▶ [Source information]
.....

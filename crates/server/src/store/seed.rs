//! Sample catalog and back-office accounts written on first start.

use honor_culture_core::Document;
use serde_json::json;

use super::StoreError;
use crate::services::auth::hash_password;

const SEED_ADMINS: &[(&str, &str, &str, &str, &str)] = &[
    ("admin1", "admin", "admin123", "super_admin", "admin@honorfitness.com"),
    (
        "admin2",
        "manager",
        "manager123",
        "product_manager",
        "manager@honorfitness.com",
    ),
];

/// Build the seed document.
///
/// Admin passwords are stored as argon2 hashes.
///
/// # Errors
///
/// Returns `StoreError::Seed` if hashing fails or the literal does not
/// match the document layout.
pub fn seed_document() -> Result<Document, StoreError> {
    let admins = SEED_ADMINS
        .iter()
        .map(|(id, username, password, role, email)| {
            let hash = hash_password(password).map_err(|e| StoreError::Seed(e.to_string()))?;
            Ok(json!({
                "id": id,
                "username": username,
                "password": hash,
                "role": role,
                "email": email,
            }))
        })
        .collect::<Result<Vec<_>, StoreError>>()?;

    let mut doc = seed_catalog();
    doc["admins"] = serde_json::Value::Array(admins);

    serde_json::from_value(doc).map_err(|e| StoreError::Seed(e.to_string()))
}

fn seed_catalog() -> serde_json::Value {
    json!({
        "products": [
            {
                "id": "p1",
                "name": "Performance Training Tee",
                "category": "Men's",
                "price": 49.99,
                "colors": ["Black", "Navy", "Gray"],
                "sizes": ["S", "M", "L", "XL"],
                "images": [
                    {"id": "img1", "url": "https://images.unsplash.com/photo-1521572163474-6864f9cf17ab?w=800&q=80", "order": 0, "variant": "front"},
                    {"id": "img2", "url": "https://images.unsplash.com/photo-1583743814966-8936f5b7be1a?w=800&q=80", "order": 1, "variant": "back"}
                ],
                "description": "Breathable moisture-wicking training tee for peak performance. Made with premium fabric technology.",
                "inventory": 100,
                "variants": [
                    {"id": "v1", "color": "Black", "size": "S", "sku": "PTT-BLK-S", "stock": 20, "price": 49.99},
                    {"id": "v2", "color": "Black", "size": "M", "sku": "PTT-BLK-M", "stock": 25, "price": 49.99},
                    {"id": "v3", "color": "Black", "size": "L", "sku": "PTT-BLK-L", "stock": 30, "price": 49.99},
                    {"id": "v4", "color": "Navy", "size": "M", "sku": "PTT-NAV-M", "stock": 25, "price": 49.99}
                ],
                "tags": ["performance", "training", "breathable"]
            },
            {
                "id": "p2",
                "name": "Women's Flex Leggings",
                "category": "Women's",
                "price": 89.99,
                "colors": ["Black", "Navy", "Burgundy"],
                "sizes": ["XS", "S", "M", "L"],
                "images": [
                    {"id": "img3", "url": "https://images.unsplash.com/photo-1506629082955-511b1aa562c8?w=800&q=80", "order": 0, "variant": "front"},
                    {"id": "img4", "url": "https://images.unsplash.com/photo-1556906781-9a412961c28c?w=800&q=80", "order": 1, "variant": "lifestyle"}
                ],
                "description": "High-waist compression leggings with 4-way stretch. Perfect for yoga, running, or training.",
                "inventory": 75,
                "variants": [
                    {"id": "v5", "color": "Black", "size": "S", "sku": "WFL-BLK-S", "stock": 15, "price": 89.99},
                    {"id": "v6", "color": "Black", "size": "M", "sku": "WFL-BLK-M", "stock": 20, "price": 89.99},
                    {"id": "v7", "color": "Navy", "size": "M", "sku": "WFL-NAV-M", "stock": 18, "price": 89.99}
                ],
                "tags": ["leggings", "yoga", "compression"]
            },
            {
                "id": "p3",
                "name": "Premium Hoodie",
                "category": "Men's",
                "price": 79.99,
                "colors": ["Black", "Gray", "Olive"],
                "sizes": ["M", "L", "XL"],
                "images": [
                    {"id": "img5", "url": "https://images.unsplash.com/photo-1556821840-3a63f95609a7?w=800&q=80", "order": 0, "variant": "front"}
                ],
                "description": "Soft fleece hoodie for warmups and cool downs. Features adjustable drawstring hood.",
                "inventory": 60,
                "variants": [
                    {"id": "v8", "color": "Black", "size": "M", "sku": "PH-BLK-M", "stock": 20, "price": 79.99}
                ],
                "tags": ["hoodie", "fleece", "warmup"]
            },
            {
                "id": "p4",
                "name": "Sports Duffle Bag",
                "category": "Accessories",
                "price": 69.99,
                "colors": ["Black", "Navy"],
                "sizes": ["One Size"],
                "images": [
                    {"id": "img6", "url": "https://images.unsplash.com/photo-1553062407-98eeb64c6a62?w=800&q=80", "order": 0, "variant": "product"}
                ],
                "description": "Spacious gym bag with separate shoe compartment and water bottle holder.",
                "inventory": 40,
                "variants": [
                    {"id": "v9", "color": "Black", "size": "One Size", "sku": "SDB-BLK-OS", "stock": 25, "price": 69.99}
                ],
                "tags": ["bag", "gym", "accessories"]
            },
            {
                "id": "p5",
                "name": "Running Shorts",
                "category": "Men's",
                "price": 39.99,
                "colors": ["Black", "Navy", "Red"],
                "sizes": ["S", "M", "L", "XL"],
                "images": [
                    {"id": "img7", "url": "https://images.unsplash.com/photo-1591195853828-11db59a44f6b?w=800&q=80", "order": 0, "variant": "front"}
                ],
                "description": "Lightweight running shorts with built-in liner and secure zip pocket.",
                "inventory": 90,
                "variants": [
                    {"id": "v10", "color": "Black", "size": "M", "sku": "RS-BLK-M", "stock": 30, "price": 39.99}
                ],
                "tags": ["shorts", "running", "lightweight"]
            },
            {
                "id": "p6",
                "name": "Yoga Mat",
                "category": "Accessories",
                "price": 54.99,
                "colors": ["Purple", "Blue", "Pink"],
                "sizes": ["One Size"],
                "images": [
                    {"id": "img8", "url": "https://images.unsplash.com/photo-1601925260368-ae2f83cf8b7f?w=800&q=80", "order": 0, "variant": "product"}
                ],
                "description": "Premium non-slip yoga mat with carrying strap. 6mm thickness for comfort.",
                "inventory": 50,
                "variants": [
                    {"id": "v11", "color": "Purple", "size": "One Size", "sku": "YM-PUR-OS", "stock": 15, "price": 54.99}
                ],
                "tags": ["yoga", "mat", "accessories"]
            }
        ],
        "categories": [
            {"id": "cat1", "name": "Men's", "description": "Men's athletic wear", "subcategories": ["Tops", "Bottoms", "Outerwear"]},
            {"id": "cat2", "name": "Women's", "description": "Women's athletic wear", "subcategories": ["Tops", "Bottoms", "Outerwear"]},
            {"id": "cat3", "name": "Accessories", "description": "Gym and training accessories", "subcategories": ["Bags", "Equipment", "Recovery"]}
        ],
        "admins": [],
        "orders": [],
        "auditLog": []
    })
}

#[cfg(test)]
#[allow(clippy::unwrap_used)]
mod tests {
    use super::*;
    use honor_culture_core::AdminRole;

    #[test]
    fn test_seed_document_shape() {
        let doc = seed_document().unwrap();
        assert_eq!(doc.products.len(), 6);
        assert_eq!(doc.categories.len(), 3);
        assert!(doc.orders.is_empty());
        assert!(doc.audit_log.is_empty());

        let admin = doc.admins.iter().find(|a| a.username == "admin").unwrap();
        assert_eq!(admin.role, AdminRole::SuperAdmin);
        assert!(admin.password.starts_with("$argon2"));
        assert_ne!(admin.password, "admin123");
    }
}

.....

▶ [The task]
Read the entries and show each line that mentions "Bottoms".

▶ [Problem solution]
            {"id": "cat1", "name": "Men's", "description": "Men's athletic wear", "subcategories": ["Tops", "Bottoms", "Outerwear"]},
            {"id": "cat2", "name": "Women's", "description": "Women's athletic wear", "subcategories": ["Tops", "Bottoms", "Outerwear"]},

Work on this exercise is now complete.